Thursday, October 23, 2008

One woman's tale of forced sterilisation


This is Helena Ferencikova. She is a Czech Roma and in 2001, aged just 19, she was sterilised without her knowledge or consent. The operation was performed just after she gave birth to her second son.

"I was in pain because it was a complicated birth," she told the Prague Post. "They just shoved some papers at me and told me to sign, so I did."
A day later she found out that she'd never be able to have children again.
In November 2005, Ferencikova, who was one of over 80 Czech women, mostly Roma, to file complaints about forced sterilisations with the Czech legal ombudsman, won a court case against the hospital which sterilised her.

4 Comments:

Blogger voltaires said...

And you presumably are implying that this was paid for by the EU's (fictitious) Roma Forced Sterilisation Programme?

The story you report here is appalling, but please do not mislead readers about this. Unless you are against sending any kind of aid or funding to any country that has any practice that fails to meet liberal standards of human rights (a great way of cutting the budget I suppose), then treat this for what it is. Otherwise it will look suspiciously like an early piece of politial salami slicing from an anti-abortion activist.

10/25/2008 3:47 AM  
Blogger Red Maria said...

No, I didn't imply that the EU had a Roma forced sterilisation program, or even a specific forced sterilisation program. But it does fund countries population control programs which perpetrate such human rights abuses. It therefore shares in their complicity for these programs and associated abuses, even at one or several removes. And that is scandalous.

The story I reported is indeed appalling and serves as a human example of what forced sterilisation is. It's not an abstraction, it happens to real people, real people whose rights are sold out if the EU funds programs it knows involve forced abortion and sterilisation. It would be a lot more difficult for repressive regimes to implement brutal population control policies if the funding tap was switched off.

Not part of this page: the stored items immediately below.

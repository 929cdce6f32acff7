//! Meteorological constants and classification thresholds
//!
//! Frozen tables used throughout the analysis pipeline. Values follow
//! National Weather Service and WMO observational standards; pressure
//! bands are sea-level inHg, wind thresholds are Beaufort-derived mph.
//! Grouped per concern so each analyzer pulls one table.

/// Fog detection thresholds and scoring weights.
///
/// Fog forms when near-surface air saturates (RH approaching 100%) and the
/// temperature-dewpoint spread collapses. Light winds let fog persist;
/// strong winds disperse it. The scorer adds the factor weights below and
/// classifies the 0-100 total.
pub struct FogThresholds;

impl FogThresholds {
    /// Minimum humidity (%) before fog scoring starts at all
    pub const HUMIDITY_FLOOR: f64 = 88.0;

    // Humidity bands (%)
    pub const HUMIDITY_DENSE: f64 = 98.0;
    pub const HUMIDITY_PROBABLE: f64 = 95.0;
    pub const HUMIDITY_POSSIBLE: f64 = 92.0;

    // Humidity factor weights (max 40 points)
    pub const SCORE_HUMIDITY_DENSE: i32 = 40;
    pub const SCORE_HUMIDITY_PROBABLE: i32 = 30;
    pub const SCORE_HUMIDITY_POSSIBLE: i32 = 20;
    pub const SCORE_HUMIDITY_MARGINAL: i32 = 10;

    // Temperature-dewpoint spread bands (°F)
    pub const SPREAD_SATURATED: f64 = 0.5;
    pub const SPREAD_VERY_CLOSE: f64 = 1.0;
    pub const SPREAD_CLOSE: f64 = 2.0;
    pub const SPREAD_MARGINAL: f64 = 3.0;

    // Spread factor weights (max 30 points)
    pub const SCORE_SPREAD_SATURATED: i32 = 30;
    pub const SCORE_SPREAD_VERY_CLOSE: i32 = 25;
    pub const SCORE_SPREAD_CLOSE: i32 = 15;
    pub const SCORE_SPREAD_MARGINAL: i32 = 5;

    // Wind bands (mph)
    pub const WIND_CALM: f64 = 2.0;
    pub const WIND_LIGHT: f64 = 5.0;
    pub const WIND_MODERATE: f64 = 8.0;

    // Wind factor weights (max 15, strong wind penalized)
    pub const SCORE_WIND_CALM: i32 = 15;
    pub const SCORE_WIND_LIGHT: i32 = 10;
    pub const SCORE_WIND_MODERATE: i32 = 5;
    pub const PENALTY_WIND_STRONG: i32 = -10;

    // Daytime solar radiation bands (W/m²)
    pub const SOLAR_VERY_LOW: f64 = 50.0;
    pub const SOLAR_LOW: f64 = 150.0;
    pub const SOLAR_REDUCED: f64 = 300.0;

    // Nighttime solar radiation bands (W/m²)
    pub const SOLAR_NIGHT_MINIMAL: f64 = 2.0;
    pub const SOLAR_NIGHT_TWILIGHT: f64 = 10.0;

    // Solar factor weights
    pub const SCORE_SOLAR_DAY_DENSE: i32 = 15;
    pub const SCORE_SOLAR_DAY_MODERATE: i32 = 10;
    pub const SCORE_SOLAR_DAY_LIGHT: i32 = 5;
    pub const SCORE_SOLAR_NIGHT: i32 = 10;
    pub const SCORE_SOLAR_NIGHT_TWILIGHT: i32 = 5;
    pub const PENALTY_SOLAR_NIGHT: i32 = -5;

    /// Warm enough for evaporation fog (°F)
    pub const EVAPORATION_TEMP: f64 = 40.0;
    /// Humidity needed for the evaporation bonus (%)
    pub const EVAPORATION_HUMIDITY: f64 = 95.0;
    /// Spread needed for the evaporation bonus (°F)
    pub const EVAPORATION_SPREAD: f64 = 2.0;
    /// Evaporation bonus points
    pub const SCORE_EVAPORATION: i32 = 5;

    /// Daytime sanity check: radiation above this fraction of the clear-sky
    /// expectation rules fog out entirely
    pub const DAYTIME_CLEAR_SKY_FRACTION: f64 = 0.5;

    // Classification bands on the 0-100 score
    pub const THRESHOLD_DENSE: i32 = 70;
    pub const THRESHOLD_MODERATE: i32 = 55;
    pub const THRESHOLD_LIGHT: i32 = 45;
    /// Light fog additionally requires this much humidity (%)
    pub const LIGHT_HUMIDITY_CONFIRM: f64 = 95.0;
}

/// Wind speed thresholds adapted from the Beaufort scale (mph).
pub struct WindThresholds;

impl WindThresholds {
    /// Below this: calm (Beaufort 0-1)
    pub const CALM: f64 = 1.0;
    /// Light air to light breeze upper bound (Beaufort 2-3)
    pub const LIGHT: f64 = 8.0;
    /// Fresh to strong breeze lower bound (Beaufort 5-6)
    pub const STRONG: f64 = 19.0;
    /// Gale force (Beaufort 7+)
    pub const GALE: f64 = 32.0;

    // Gust-factor turbulence thresholds (gust / sustained ratio)
    pub const GUST_FACTOR_MODERATE: f64 = 1.5;
    pub const GUST_FACTOR_STRONG: f64 = 2.0;
    pub const GUST_FACTOR_SEVERE: f64 = 3.0;

    // Absolute gust thresholds (mph)
    pub const GUST_MODERATE: f64 = 10.0;
    pub const GUST_STRONG: f64 = 15.0;
    pub const GUST_SEVERE: f64 = 20.0;
    pub const GUST_EXTREME: f64 = 40.0;

    /// Division guard for the gust factor
    pub const SPEED_EPSILON: f64 = 1.0;
}

/// Sea-level pressure bands (inHg) and trend parameters.
pub struct PressureThresholds;

impl PressureThresholds {
    /// Severe storm / hurricane territory
    pub const EXTREMELY_LOW: f64 = 29.20;
    /// Strong storm system
    pub const VERY_LOW: f64 = 29.50;
    /// Low pressure system / lower edge of normal
    pub const LOW: f64 = 29.80;
    /// Above-normal threshold
    pub const HIGH: f64 = 30.00;
    /// Upper edge of normal / high pressure system
    pub const VERY_HIGH: f64 = 30.20;

    /// Pressure falls roughly 1 hPa per 8 m of elevation
    pub const HPA_PER_METER: f64 = 1.0 / 8.0;

    // Storm probability point weights (see analysis::pressure_wind)
    /// Points per 0.01 inHg/h of negative 3-hour slope
    pub const STORM_PTS_PER_UNIT_3H: f64 = 2.0;
    pub const STORM_CAP_3H: f64 = 40.0;
    /// Points per 0.01 inHg/h of negative 24-hour slope
    pub const STORM_PTS_PER_UNIT_24H: f64 = 1.5;
    pub const STORM_CAP_24H: f64 = 30.0;
    /// Flat award for pressure below the very-low band
    pub const STORM_PTS_VERY_LOW: f64 = 40.0;
    /// Additional award below the extremely-low band
    pub const STORM_PTS_EXTREMELY_LOW: f64 = 30.0;
    /// Award for gust factor above 2
    pub const STORM_PTS_GUSTY: f64 = 10.0;
    /// Points per hour of sustained sub-very-low pressure
    pub const STORM_PTS_PER_SUSTAINED_HOUR: f64 = 5.0;
    pub const STORM_CAP_SUSTAINED: f64 = 15.0;
    /// Wind-direction shift awards
    pub const STORM_PTS_DIRECTION_SHIFT: f64 = 15.0;
    pub const STORM_PTS_RAPID_VEER: f64 = 20.0;
    pub const STORM_PTS_UNSTABLE_LOW: f64 = 10.0;

    // Storm severity bands on the 0-100 probability
    pub const SEVERE_STORM: f64 = 70.0;
    pub const ELEVATED_STORM: f64 = 40.0;

    /// Cloud-cover nudge per hPa of 3-hour pressure change
    pub const CLOUD_NUDGE_PER_HPA: f64 = 5.0;
    /// Cap on the pressure-trend cloud nudge (points)
    pub const CLOUD_NUDGE_CAP: f64 = 10.0;
}

/// Precipitation intensity thresholds (in/h).
pub struct PrecipitationThresholds;

impl PrecipitationThresholds {
    /// Single active-precipitation threshold for the classifier
    pub const ACTIVE: f64 = 0.05;
    /// Light rain
    pub const LIGHT: f64 = 0.1;
    /// Moderate rain, the pouring boundary
    pub const MODERATE: f64 = 0.25;
    /// Heavy rain
    pub const HEAVY: f64 = 0.5;

    /// Storm classification: moderate rate with strong wind
    pub const STORM_MODERATE_RATE: f64 = 0.1;
    /// Storm classification: heavy rate with severe gusts
    pub const STORM_HEAVY_RATE: f64 = 0.25;
}

/// Temperature-related thresholds (°F).
pub struct TemperatureThresholds;

impl TemperatureThresholds {
    /// Water freezing point; at or below, precipitation is snow
    pub const FREEZING: f64 = 32.0;

    // Dewpoint spread bands for moisture analysis
    pub const SPREAD_SATURATED: f64 = 5.0;
    pub const SPREAD_MODERATE: f64 = 10.0;
}

/// Cloud-cover bands (%) for condition mapping.
///
/// Derived from the okta scale; the classifier maps the analyzed
/// percentage onto the three daytime tiers with half-open intervals.
pub struct CloudCoverThresholds;

impl CloudCoverThresholds {
    /// At or below: sunny / clear
    pub const SUNNY: f64 = 30.0;
    /// At or below: partly cloudy
    pub const PARTLY_CLOUDY: f64 = 60.0;

    /// Neutral value when no solar signal is usable
    pub const NEUTRAL: f64 = 50.0;

    // Graded absolute fallback values for the low-light regime
    pub const FALLBACK_HEAVY_OVERCAST: f64 = 85.0;
    pub const FALLBACK_MOSTLY_CLOUDY: f64 = 70.0;
    pub const FALLBACK_PARTLY_CLOUDY: f64 = 40.0;

    /// Clear-sky reference illuminance (lx) for the lux channel
    pub const LUX_CLEAR_SKY: f64 = 100_000.0;
    /// Clear-sky reference UV index
    pub const UV_CLEAR_SKY: f64 = 11.0;
}

/// Hysteresis limits for the condition filter and cloud-cover smoothing.
pub struct HysteresisThresholds;

impl HysteresisThresholds {
    /// Condition candidate history retention (hours)
    pub const HISTORY_HOURS: i64 = 24;
    /// Recency window for candidate acceptance (hours)
    pub const RECENCY_HOURS: i64 = 1;
    /// Cloud-cover delta needed for an adjacent-tier change
    pub const ADJACENT_DELTA: f64 = 15.0;
    /// Cloud-cover delta needed for a non-adjacent jump
    pub const NON_ADJACENT_DELTA: f64 = 25.0;
    /// Maximum believable cloud-cover change per update
    pub const MAX_CLOUD_DELTA: f64 = 30.0;
}

/// Solar model and daytime detection parameters.
pub struct SolarThresholds;

impl SolarThresholds {
    /// Base solar constant (W/m²)
    pub const SOLAR_CONSTANT: f64 = 1366.0;
    /// Amplitude of the Earth-Sun distance variation
    pub const DISTANCE_VARIATION: f64 = 0.033;

    // Multiplicative extinction coefficients
    pub const K_RAYLEIGH: f64 = 0.1;
    pub const K_OZONE: f64 = 0.02;
    pub const K_WATER_VAPOR: f64 = 0.05;
    pub const K_AEROSOL: f64 = 0.1;

    /// Below this elevation the relative cloud regime is unreliable
    pub const RELATIVE_REGIME_MIN_ELEVATION: f64 = 15.0;

    // Daytime predicate bounds
    pub const DAYTIME_RADIATION: f64 = 5.0;
    pub const DAYTIME_LUX: f64 = 50.0;
    pub const DAYTIME_UV: f64 = 0.1;

    // Twilight detection bounds
    pub const TWILIGHT_LUX_LOW: f64 = 10.0;
    pub const TWILIGHT_LUX_HIGH: f64 = 100.0;
    pub const TWILIGHT_RADIATION_LOW: f64 = 1.0;
    pub const TWILIGHT_RADIATION_HIGH: f64 = 50.0;

    // Elevation estimator bands (W/m² measured → degrees assumed)
    pub const ESTIMATE_HIGH_RADIATION: f64 = 800.0;
    pub const ESTIMATE_HIGH_ELEVATION: f64 = 60.0;
    pub const ESTIMATE_MID_RADIATION: f64 = 500.0;
    pub const ESTIMATE_MID_ELEVATION: f64 = 45.0;
    pub const ESTIMATE_LOW_RADIATION: f64 = 200.0;
    pub const ESTIMATE_LOW_ELEVATION: f64 = 25.0;
    pub const ESTIMATE_FLOOR_ELEVATION: f64 = 15.0;
}

// Default values substituted for missing sensors
pub const DEFAULT_TEMPERATURE_F: f64 = 70.0;
pub const DEFAULT_HUMIDITY_PCT: f64 = 50.0;
pub const DEFAULT_PRESSURE_INHG: f64 = 29.92;
pub const DEFAULT_WIND_MPH: f64 = 0.0;
pub const DEFAULT_SOLAR_WM2: f64 = 0.0;
/// Typical clear-sky maximum at zenith (W/m²)
pub const DEFAULT_ZENITH_MAX_WM2: f64 = 1000.0;
/// Accepted calibration band for the zenith maximum (W/m²)
pub const ZENITH_MAX_RANGE: (f64, f64) = (800.0, 2000.0);

/// Trends store retention (hours)
pub const TRENDS_RETENTION_HOURS: i64 = 168;
/// Minimum samples for a least-squares trend
pub const TREND_MIN_SAMPLES: usize = 3;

Am I against any foreign aid to countries involved in human rights abuses? Absolutely not. But is it legitimate to scrutinise the destination of foreign aid monies? Certainly. Is it legitimate to challenge foreign aid which ends up subsidising practices or policies at variance with its aims or contrary to human rights norms? Even more so. Is doing so any kind of salami slicing of anything? Hardly. To suggest that it is looks like a rather desperate and irrational reaction to someone who doesn't share his pro-choice views.

10/25/2008 5:30 PM  
Blogger voltaires said...

Again, as I said below, your tone and tenor implies that there is some deliberate move on the part of Brussels to "fund forced sterilisation" (your words, not mine), and that is palpably untrue.

It's as though I were to write an article highlighting the Catholic Church's efforts to "force teenage rape victims to have their attackers' children". On the one level such a statement has a degree of truth, but in reality it grossly misrepresents the debate. That is what you're doing here, intentionally or not.

10/26/2008 1:10 AM  
Anonymous Oli said...

Whether or not the EU funded this programme is not the point, surely?

The point is that women in the EU are still having their rights abused.